# SOURCE INFORMATION
____________________

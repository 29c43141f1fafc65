//! Command grammar and the replies it produces.

use std::sync::Arc;

use tokio::io::AsyncWrite;
use tracing::{debug, error, info, warn};

use crate::{
    VERSION,
    config::SessionConfig,
    error::Result,
    protocol::ChatMessage,
    store::{KarmaEntry, KarmaStore},
    transport::SessionWriter,
};

/// Number of entries listed by `topten` and `bottomten`.
pub const RANKING_SIZE: usize = 10;

#[derive(Debug, Clone, PartialEq, Eq)]
pub enum Command {
    Help,
    Version,
    Query(Vec<String>),
    TopTen,
    BottomTen,
    Increment(String),
    Decrement(String),
}

impl Command {
    /// Interprets a chat body.
    ///
    /// A body whose first word is the bot's nickname is a directed command;
    /// anything else is only interesting when it ends in `++` or `--`.
    pub fn parse(nickname: &str, text: &str) -> Option<Command> {
        let mut words = text.split_whitespace();
        let first = words.next()?;

        if addresses(nickname, first) {
            return match words.next()? {
                "help" => Some(Command::Help),
                "version" => Some(Command::Version),
                "query" => Some(Command::Query(words.map(str::to_string).collect())),
                "topten" => Some(Command::TopTen),
                "bottomten" => Some(Command::BottomTen),
                _ => None,
            };
        }

        let text = text.trim_end();
        let increment = if text.ends_with("++") {
            true
        } else if text.ends_with("--") {
            false
        } else {
            return None;
        };

        let handle = text.split_whitespace().last()?.trim_matches([':', '+', '-']);
        if handle.is_empty() {
            return None;
        }

        let handle = handle.to_string();
        Some(if increment {
            Command::Increment(handle)
        } else {
            Command::Decrement(handle)
        })
    }
}

// Accepts the usual "nick: ..." and "nick, ..." addressing forms too.
fn addresses(nickname: &str, word: &str) -> bool {
    word.trim_end_matches([':', ',']).eq_ignore_ascii_case(nickname)
}

/// Executes commands against the store and sends the replies.
pub struct Dispatcher<W> {
    config: Arc<SessionConfig>,
    store: Arc<KarmaStore>,
    writer: SessionWriter<W>,
}

impl<W> Dispatcher<W>
where
    W: AsyncWrite + Unpin,
{
    pub fn new(config: Arc<SessionConfig>, store: Arc<KarmaStore>, writer: SessionWriter<W>) -> Self {
        Self {
            config,
            store,
            writer,
        }
    }

    /// Runs the command carried by `message`, if any, and returns its replies.
    ///
    /// Mutations are on disk by the time this resolves. Only a failure to
    /// persist the store is returned; the session must end on it.
    pub async fn respond(&self, message: &ChatMessage) -> Result<Vec<String>> {
        if message.sender.eq_ignore_ascii_case(&self.config.nickname) {
            return Ok(Vec::new());
        }

        let Some(command) = Command::parse(&self.config.nickname, &message.text) else {
            return Ok(Vec::new());
        };
        debug!(sender = %message.sender, ?command, "dispatching");

        self.execute(&command).await
    }

    /// Sends `replies` to wherever `message` should be answered.
    ///
    /// Replies that cannot be delivered are logged and dropped.
    pub async fn deliver(&self, message: &ChatMessage, replies: Vec<String>) {
        let target = reply_target(message);
        for reply in replies {
            info!(%target, %reply, "reply");
            if let Err(error) = self.writer.privmsg(target, &reply).await {
                warn!(%target, %error, "failed to deliver reply");
            }
        }
    }

    /// Runs `command` and returns the reply lines, in order.
    pub async fn execute(&self, command: &Command) -> Result<Vec<String>> {
        let nickname = &self.config.nickname;
        let replies = match command {
            Command::Help => vec![
                format!(
                    "{nickname} commands available: \"help\", \"version\", \"query <handle> ...\", \"topten\", \"bottomten\"."
                ),
                "Karma can be incremented idiomatically: \"foo++\" and \"bar--\".".to_string(),
            ],
            Command::Version => vec![format!("{nickname} version {VERSION}.")],
            Command::Query(handles) => handles
                .iter()
                .map(|handle| standing(handle, self.store.query(handle)))
                .collect(),
            Command::TopTen => ranking(self.store.top(RANKING_SIZE)),
            Command::BottomTen => ranking(self.store.bottom(RANKING_SIZE)),
            Command::Increment(handle) => vec![self.mutate(handle, true).await?],
            Command::Decrement(handle) => vec![self.mutate(handle, false).await?],
        };
        Ok(replies)
    }

    async fn mutate(&self, handle: &str, increment: bool) -> Result<String> {
        let result = if increment {
            self.store.increment_async(handle).await
        } else {
            self.store.decrement_async(handle).await
        };

        match result {
            Ok(score) => {
                info!(handle, score, increment, "karma changed");
                Ok(format!("Karma for {handle} now {score}"))
            }
            Err(err) => {
                error!(handle, error = %err, "failed to persist karma");
                Err(err)
            }
        }
    }
}

fn standing(handle: &str, score: i64) -> String {
    format!("Karma for {handle} is {score}.")
}

fn ranking(entries: Vec<KarmaEntry>) -> Vec<String> {
    entries
        .iter()
        .map(|entry| standing(&entry.handle, entry.score))
        .collect()
}

/// Channel messages are answered in the channel, private ones privately.
fn reply_target(message: &ChatMessage) -> &str {
    if message.is_channel_message() {
        &message.target
    } else {
        &message.sender
    }
}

____________________

The answer should be the full listing, repeated without any change.

repository 29c43141f1fafc65
//! Command grammar and the replies it produces.

use std::sync::Arc;

use tokio::io::AsyncWrite;
use tracing::{debug, error, info, warn};

use crate::{
    VERSION,
    config::SessionConfig,
    error::Result,
    protocol::ChatMessage,
    store::{KarmaEntry, KarmaStore},
    transport::SessionWriter,
};

/// Number of entries listed by `topten` and `bottomten`.
pub const RANKING_SIZE: usize = 10;

#[derive(Debug, Clone, PartialEq, Eq)]
pub enum Command {
    Help,
    Version,
    Query(Vec<String>),
    TopTen,
    BottomTen,
    Increment(String),
    Decrement(String),
}

impl Command {
    /// Interprets a chat body.
    ///
    /// A body whose first word is the bot's nickname is a directed command;
    /// anything else is only interesting when it ends in `++` or `--`.
    pub fn parse(nickname: &str, text: &str) -> Option<Command> {
        let mut words = text.split_whitespace();
        let first = words.next()?;

        if addresses(nickname, first) {
            return match words.next()? {
                "help" => Some(Command::Help),
                "version" => Some(Command::Version),
                "query" => Some(Command::Query(words.map(str::to_string).collect())),
                "topten" => Some(Command::TopTen),
                "bottomten" => Some(Command::BottomTen),
                _ => None,
            };
        }

        let text = text.trim_end();
        let increment = if text.ends_with("++") {
            true
        } else if text.ends_with("--") {
            false
        } else {
            return None;
        };

        let handle = text.split_whitespace().last()?.trim_matches([':', '+', '-']);
        if handle.is_empty() {
            return None;
        }

        let handle = handle.to_string();
        Some(if increment {
            Command::Increment(handle)
        } else {
            Command::Decrement(handle)
        })
    }
}

// Accepts the usual "nick: ..." and "nick, ..." addressing forms too.
fn addresses(nickname: &str, word: &str) -> bool {
    word.trim_end_matches([':', ',']).eq_ignore_ascii_case(nickname)
}

/// Executes commands against the store and sends the replies.
pub struct Dispatcher<W> {
    config: Arc<SessionConfig>,
    store: Arc<KarmaStore>,
    writer: SessionWriter<W>,
}

impl<W> Dispatcher<W>
where
    W: AsyncWrite + Unpin,
{
    pub fn new(config: Arc<SessionConfig>, store: Arc<KarmaStore>, writer: SessionWriter<W>) -> Self {
        Self {
            config,
            store,
            writer,
        }
    }

    /// Runs the command carried by `message`, if any, and returns its replies.
    ///
    /// Mutations are on disk by the time this resolves. Only a failure to
    /// persist the store is returned; the session must end on it.
    pub async fn respond(&self, message: &ChatMessage) -> Result<Vec<String>> {
        if message.sender.eq_ignore_ascii_case(&self.config.nickname) {
            return Ok(Vec::new());
        }

        let Some(command) = Command::parse(&self.config.nickname, &message.text) else {
            return Ok(Vec::new());
        };
        debug!(sender = %message.sender, ?command, "dispatching");

        self.execute(&command).await
    }

    /// Sends `replies` to wherever `message` should be answered.
    ///
    /// Replies that cannot be delivered are logged and dropped.
    pub async fn deliver(&self, message: &ChatMessage, replies: Vec<String>) {
        let target = reply_target(message);
        for reply in replies {
            info!(%target, %reply, "reply");
            if let Err(error) = self.writer.privmsg(target, &reply).await {
                warn!(%target, %error, "failed to deliver reply");
            }
        }
    }

    /// Runs `command` and returns the reply lines, in order.
    pub async fn execute(&self, command: &Command) -> Result<Vec<String>> {
        let nickname = &self.config.nickname;
        let replies = match command {
            Command::Help => vec![
                format!(
                    "{nickname} commands available: \"help\", \"version\", \"query <handle> ...\", \"topten\", \"bottomten\"."
                ),
                "Karma can be incremented idiomatically: \"foo++\" and \"bar--\".".to_string(),
            ],
            Command::Version => vec![format!("{nickname} version {VERSION}.")],
            Command::Query(handles) => handles
                .iter()
                .map(|handle| standing(handle, self.store.query(handle)))
                .collect(),
            Command::TopTen => ranking(self.store.top(RANKING_SIZE)),
            Command::BottomTen => ranking(self.store.bottom(RANKING_SIZE)),
            Command::Increment(handle) => vec![self.mutate(handle, true).await?],
            Command::Decrement(handle) => vec![self.mutate(handle, false).await?],
        };
        Ok(replies)
    }

    async fn mutate(&self, handle: &str, increment: bool) -> Result<String> {
        let result = if increment {
            self.store.increment_async(handle).await
        } else {
            self.store.decrement_async(handle).await
        };

        match result {
            Ok(score) => {
                info!(handle, score, increment, "karma changed");
                Ok(format!("Karma for {handle} now {score}"))
            }
            Err(err) => {
                error!(handle, error = %err, "failed to persist karma");
                Err(err)
            }
        }
    }
}

fn standing(handle: &str, score: i64) -> String {
    format!("Karma for {handle} is {score}.")
}

fn ranking(entries: Vec<KarmaEntry>) -> Vec<String> {
    entries
        .iter()
        .map(|entry| standing(&entry.handle, entry.score))
        .collect()
}

/// Channel messages are answered in the channel, private ones privately.
fn reply_target(message: &ChatMessage) -> &str {
    if message.is_channel_message() {
        &message.target
    } else {
        &message.sender
    }
}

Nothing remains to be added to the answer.